Records shown —
::::::::

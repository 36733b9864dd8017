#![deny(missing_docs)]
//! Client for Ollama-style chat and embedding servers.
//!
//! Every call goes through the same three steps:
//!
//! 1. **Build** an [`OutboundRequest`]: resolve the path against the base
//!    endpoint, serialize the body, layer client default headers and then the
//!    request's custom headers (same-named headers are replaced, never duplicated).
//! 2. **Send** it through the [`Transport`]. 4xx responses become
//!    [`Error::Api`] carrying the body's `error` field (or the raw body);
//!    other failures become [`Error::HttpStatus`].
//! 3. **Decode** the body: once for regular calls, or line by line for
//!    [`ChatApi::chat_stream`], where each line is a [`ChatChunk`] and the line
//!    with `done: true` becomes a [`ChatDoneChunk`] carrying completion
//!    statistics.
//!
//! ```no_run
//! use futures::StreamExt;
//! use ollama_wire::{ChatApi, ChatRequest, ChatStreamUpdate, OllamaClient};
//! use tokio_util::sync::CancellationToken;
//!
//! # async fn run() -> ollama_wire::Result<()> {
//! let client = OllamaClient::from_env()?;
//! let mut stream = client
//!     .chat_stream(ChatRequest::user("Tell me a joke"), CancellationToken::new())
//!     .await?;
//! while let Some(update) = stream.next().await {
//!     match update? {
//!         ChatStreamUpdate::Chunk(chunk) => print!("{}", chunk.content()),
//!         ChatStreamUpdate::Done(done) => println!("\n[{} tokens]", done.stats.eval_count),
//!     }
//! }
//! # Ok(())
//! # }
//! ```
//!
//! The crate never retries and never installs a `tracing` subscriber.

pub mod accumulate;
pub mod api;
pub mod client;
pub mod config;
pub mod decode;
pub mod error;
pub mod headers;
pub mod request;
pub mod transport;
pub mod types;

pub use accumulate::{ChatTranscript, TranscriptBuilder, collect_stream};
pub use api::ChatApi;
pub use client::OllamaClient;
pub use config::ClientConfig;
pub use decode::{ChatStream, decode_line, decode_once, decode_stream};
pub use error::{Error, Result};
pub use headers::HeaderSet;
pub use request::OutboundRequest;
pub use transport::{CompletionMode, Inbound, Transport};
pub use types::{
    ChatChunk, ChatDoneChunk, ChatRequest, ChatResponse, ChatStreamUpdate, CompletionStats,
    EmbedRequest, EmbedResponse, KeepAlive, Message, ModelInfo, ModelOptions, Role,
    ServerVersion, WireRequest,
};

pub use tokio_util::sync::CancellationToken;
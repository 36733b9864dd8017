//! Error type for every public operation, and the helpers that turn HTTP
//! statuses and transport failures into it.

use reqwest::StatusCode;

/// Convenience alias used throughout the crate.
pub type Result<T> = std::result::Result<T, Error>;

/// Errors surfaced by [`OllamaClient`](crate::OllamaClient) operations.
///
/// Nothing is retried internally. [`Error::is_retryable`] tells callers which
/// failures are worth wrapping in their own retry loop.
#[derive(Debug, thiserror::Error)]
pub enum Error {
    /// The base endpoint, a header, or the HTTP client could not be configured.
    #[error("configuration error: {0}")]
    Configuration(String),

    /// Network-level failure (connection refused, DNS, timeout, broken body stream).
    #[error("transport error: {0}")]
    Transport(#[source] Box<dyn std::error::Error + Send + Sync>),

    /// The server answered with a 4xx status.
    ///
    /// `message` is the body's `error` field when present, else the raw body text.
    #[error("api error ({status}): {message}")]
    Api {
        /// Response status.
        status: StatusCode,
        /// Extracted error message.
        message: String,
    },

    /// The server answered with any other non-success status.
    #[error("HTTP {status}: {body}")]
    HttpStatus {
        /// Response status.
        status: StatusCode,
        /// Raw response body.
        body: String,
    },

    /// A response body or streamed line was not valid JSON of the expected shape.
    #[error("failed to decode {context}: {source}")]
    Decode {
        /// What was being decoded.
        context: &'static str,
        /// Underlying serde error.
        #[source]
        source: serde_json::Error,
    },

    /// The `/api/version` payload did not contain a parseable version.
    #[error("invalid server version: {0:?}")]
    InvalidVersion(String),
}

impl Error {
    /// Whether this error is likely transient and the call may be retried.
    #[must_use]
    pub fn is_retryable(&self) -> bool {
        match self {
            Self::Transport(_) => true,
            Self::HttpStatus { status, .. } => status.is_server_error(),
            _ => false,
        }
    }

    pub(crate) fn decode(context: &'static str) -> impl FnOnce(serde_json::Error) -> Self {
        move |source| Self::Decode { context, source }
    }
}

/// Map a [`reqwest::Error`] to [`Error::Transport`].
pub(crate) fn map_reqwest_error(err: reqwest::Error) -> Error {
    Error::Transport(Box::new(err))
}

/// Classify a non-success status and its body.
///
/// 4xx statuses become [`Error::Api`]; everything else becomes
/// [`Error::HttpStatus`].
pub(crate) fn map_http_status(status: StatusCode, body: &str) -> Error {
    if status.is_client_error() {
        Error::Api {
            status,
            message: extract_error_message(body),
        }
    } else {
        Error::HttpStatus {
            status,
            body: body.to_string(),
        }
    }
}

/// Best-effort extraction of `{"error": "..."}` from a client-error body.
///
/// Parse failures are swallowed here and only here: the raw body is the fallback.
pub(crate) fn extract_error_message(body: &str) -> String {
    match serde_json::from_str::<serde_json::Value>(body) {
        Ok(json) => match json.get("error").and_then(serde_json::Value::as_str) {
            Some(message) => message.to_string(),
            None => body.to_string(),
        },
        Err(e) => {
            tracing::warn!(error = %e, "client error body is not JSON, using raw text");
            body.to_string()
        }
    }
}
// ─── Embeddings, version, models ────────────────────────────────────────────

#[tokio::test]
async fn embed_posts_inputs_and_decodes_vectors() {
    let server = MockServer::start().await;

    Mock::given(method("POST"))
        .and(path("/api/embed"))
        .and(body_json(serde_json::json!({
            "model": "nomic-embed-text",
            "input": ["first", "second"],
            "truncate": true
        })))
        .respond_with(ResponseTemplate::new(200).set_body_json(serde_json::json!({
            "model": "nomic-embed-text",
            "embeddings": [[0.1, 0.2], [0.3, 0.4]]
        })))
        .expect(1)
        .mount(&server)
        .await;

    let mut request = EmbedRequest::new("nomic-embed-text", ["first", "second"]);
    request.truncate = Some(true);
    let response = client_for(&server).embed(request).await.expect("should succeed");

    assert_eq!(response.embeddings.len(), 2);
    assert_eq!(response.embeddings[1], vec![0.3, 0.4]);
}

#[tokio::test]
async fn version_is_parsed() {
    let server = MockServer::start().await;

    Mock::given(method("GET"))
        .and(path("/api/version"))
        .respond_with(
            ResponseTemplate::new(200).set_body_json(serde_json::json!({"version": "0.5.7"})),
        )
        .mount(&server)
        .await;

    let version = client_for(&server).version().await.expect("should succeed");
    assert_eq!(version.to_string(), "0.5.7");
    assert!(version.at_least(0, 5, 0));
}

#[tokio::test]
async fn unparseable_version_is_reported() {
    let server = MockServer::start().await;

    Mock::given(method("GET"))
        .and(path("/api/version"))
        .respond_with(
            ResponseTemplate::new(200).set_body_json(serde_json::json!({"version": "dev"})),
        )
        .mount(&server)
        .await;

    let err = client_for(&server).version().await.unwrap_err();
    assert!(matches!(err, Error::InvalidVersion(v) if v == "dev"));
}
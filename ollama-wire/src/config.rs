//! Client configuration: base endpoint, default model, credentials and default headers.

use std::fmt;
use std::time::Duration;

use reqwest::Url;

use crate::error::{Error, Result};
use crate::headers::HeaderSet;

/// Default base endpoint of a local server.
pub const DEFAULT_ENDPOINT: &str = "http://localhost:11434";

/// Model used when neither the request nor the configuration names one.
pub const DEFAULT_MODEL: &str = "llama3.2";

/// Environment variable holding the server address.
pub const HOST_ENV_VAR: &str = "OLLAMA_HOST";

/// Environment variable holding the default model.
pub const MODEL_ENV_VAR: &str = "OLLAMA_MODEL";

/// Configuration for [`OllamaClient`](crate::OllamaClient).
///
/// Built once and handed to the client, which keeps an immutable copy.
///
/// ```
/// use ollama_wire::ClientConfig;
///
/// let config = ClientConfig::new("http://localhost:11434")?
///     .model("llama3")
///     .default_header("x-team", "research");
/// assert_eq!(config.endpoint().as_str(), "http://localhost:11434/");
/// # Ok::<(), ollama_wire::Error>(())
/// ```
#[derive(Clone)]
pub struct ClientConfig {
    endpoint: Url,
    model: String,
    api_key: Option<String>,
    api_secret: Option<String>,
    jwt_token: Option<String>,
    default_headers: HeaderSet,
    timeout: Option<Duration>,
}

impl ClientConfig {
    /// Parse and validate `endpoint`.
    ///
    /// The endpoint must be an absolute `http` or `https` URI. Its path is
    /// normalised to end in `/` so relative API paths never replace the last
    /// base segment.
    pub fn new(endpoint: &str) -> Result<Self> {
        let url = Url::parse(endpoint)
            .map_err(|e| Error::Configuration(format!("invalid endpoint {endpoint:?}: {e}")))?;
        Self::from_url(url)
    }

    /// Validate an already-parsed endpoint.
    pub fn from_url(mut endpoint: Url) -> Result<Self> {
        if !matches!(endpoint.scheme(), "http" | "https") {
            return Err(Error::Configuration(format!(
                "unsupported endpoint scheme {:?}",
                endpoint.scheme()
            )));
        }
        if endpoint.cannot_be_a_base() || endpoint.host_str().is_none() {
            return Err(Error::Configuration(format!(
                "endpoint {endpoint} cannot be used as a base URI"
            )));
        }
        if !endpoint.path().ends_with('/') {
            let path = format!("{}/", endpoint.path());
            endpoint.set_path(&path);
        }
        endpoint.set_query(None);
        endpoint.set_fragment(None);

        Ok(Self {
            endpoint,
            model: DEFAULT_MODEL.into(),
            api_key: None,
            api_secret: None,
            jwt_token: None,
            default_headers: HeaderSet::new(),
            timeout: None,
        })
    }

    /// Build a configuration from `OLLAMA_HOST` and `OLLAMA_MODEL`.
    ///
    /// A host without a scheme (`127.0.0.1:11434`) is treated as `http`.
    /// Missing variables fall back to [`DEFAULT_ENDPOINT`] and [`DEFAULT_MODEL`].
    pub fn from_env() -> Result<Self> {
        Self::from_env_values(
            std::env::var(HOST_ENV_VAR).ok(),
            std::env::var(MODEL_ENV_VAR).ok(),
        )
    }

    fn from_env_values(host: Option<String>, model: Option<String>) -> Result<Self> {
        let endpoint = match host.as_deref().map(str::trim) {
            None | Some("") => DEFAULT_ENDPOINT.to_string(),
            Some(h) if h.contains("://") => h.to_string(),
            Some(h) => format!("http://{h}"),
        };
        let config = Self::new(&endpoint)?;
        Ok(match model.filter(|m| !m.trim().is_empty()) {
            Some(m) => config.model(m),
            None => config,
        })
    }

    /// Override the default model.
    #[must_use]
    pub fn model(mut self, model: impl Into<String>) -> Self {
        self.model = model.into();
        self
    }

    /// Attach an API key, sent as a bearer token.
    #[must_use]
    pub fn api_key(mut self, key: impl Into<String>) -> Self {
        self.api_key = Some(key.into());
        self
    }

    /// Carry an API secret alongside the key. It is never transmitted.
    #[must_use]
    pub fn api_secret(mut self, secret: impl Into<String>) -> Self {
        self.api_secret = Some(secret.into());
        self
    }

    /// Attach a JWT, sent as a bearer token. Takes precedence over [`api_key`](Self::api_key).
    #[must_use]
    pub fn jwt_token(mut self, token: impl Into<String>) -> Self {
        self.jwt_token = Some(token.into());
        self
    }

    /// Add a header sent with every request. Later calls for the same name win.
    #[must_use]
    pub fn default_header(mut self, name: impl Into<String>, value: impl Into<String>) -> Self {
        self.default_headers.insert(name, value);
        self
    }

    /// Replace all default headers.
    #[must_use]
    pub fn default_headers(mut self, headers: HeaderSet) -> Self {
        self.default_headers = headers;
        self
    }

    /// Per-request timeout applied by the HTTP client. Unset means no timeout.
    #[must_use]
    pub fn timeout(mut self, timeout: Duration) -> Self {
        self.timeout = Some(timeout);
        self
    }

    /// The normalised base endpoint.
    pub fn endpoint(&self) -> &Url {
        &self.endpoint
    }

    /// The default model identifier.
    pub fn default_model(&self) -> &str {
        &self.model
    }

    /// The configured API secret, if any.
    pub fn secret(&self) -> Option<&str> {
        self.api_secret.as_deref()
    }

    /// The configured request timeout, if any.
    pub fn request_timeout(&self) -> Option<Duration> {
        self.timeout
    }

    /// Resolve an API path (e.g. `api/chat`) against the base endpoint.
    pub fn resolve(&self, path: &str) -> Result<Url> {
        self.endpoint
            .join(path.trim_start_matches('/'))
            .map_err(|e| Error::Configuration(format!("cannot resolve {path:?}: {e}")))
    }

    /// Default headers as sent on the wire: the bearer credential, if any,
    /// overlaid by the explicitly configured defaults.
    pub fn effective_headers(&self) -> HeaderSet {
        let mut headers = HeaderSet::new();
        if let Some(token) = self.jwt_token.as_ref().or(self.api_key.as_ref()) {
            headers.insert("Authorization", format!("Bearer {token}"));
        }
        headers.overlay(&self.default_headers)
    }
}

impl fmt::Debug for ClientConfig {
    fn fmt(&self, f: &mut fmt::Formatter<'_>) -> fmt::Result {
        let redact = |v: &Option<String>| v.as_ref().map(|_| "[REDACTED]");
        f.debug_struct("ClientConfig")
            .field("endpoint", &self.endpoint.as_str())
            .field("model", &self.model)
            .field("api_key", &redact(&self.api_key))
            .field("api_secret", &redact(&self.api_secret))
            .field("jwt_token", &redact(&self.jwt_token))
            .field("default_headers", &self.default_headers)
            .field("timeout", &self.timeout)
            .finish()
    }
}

::::::::

Problem details — Could you please retype the lines from the start of the data through the line with "4xx responses become", both included, and nothing else?

Answer area —
repository 36733b9864dd8017
#![deny(missing_docs)]
//! Client for Ollama-style chat and embedding servers.
//!
//! Every call goes through the same three steps:
//!
//! 1. **Build** an [`OutboundRequest`]: resolve the path against the base
//!    endpoint, serialize the body, layer client default headers and then the
//!    request's custom headers (same-named headers are replaced, never duplicated).
//! 2. **Send** it through the [`Transport`]. 4xx responses become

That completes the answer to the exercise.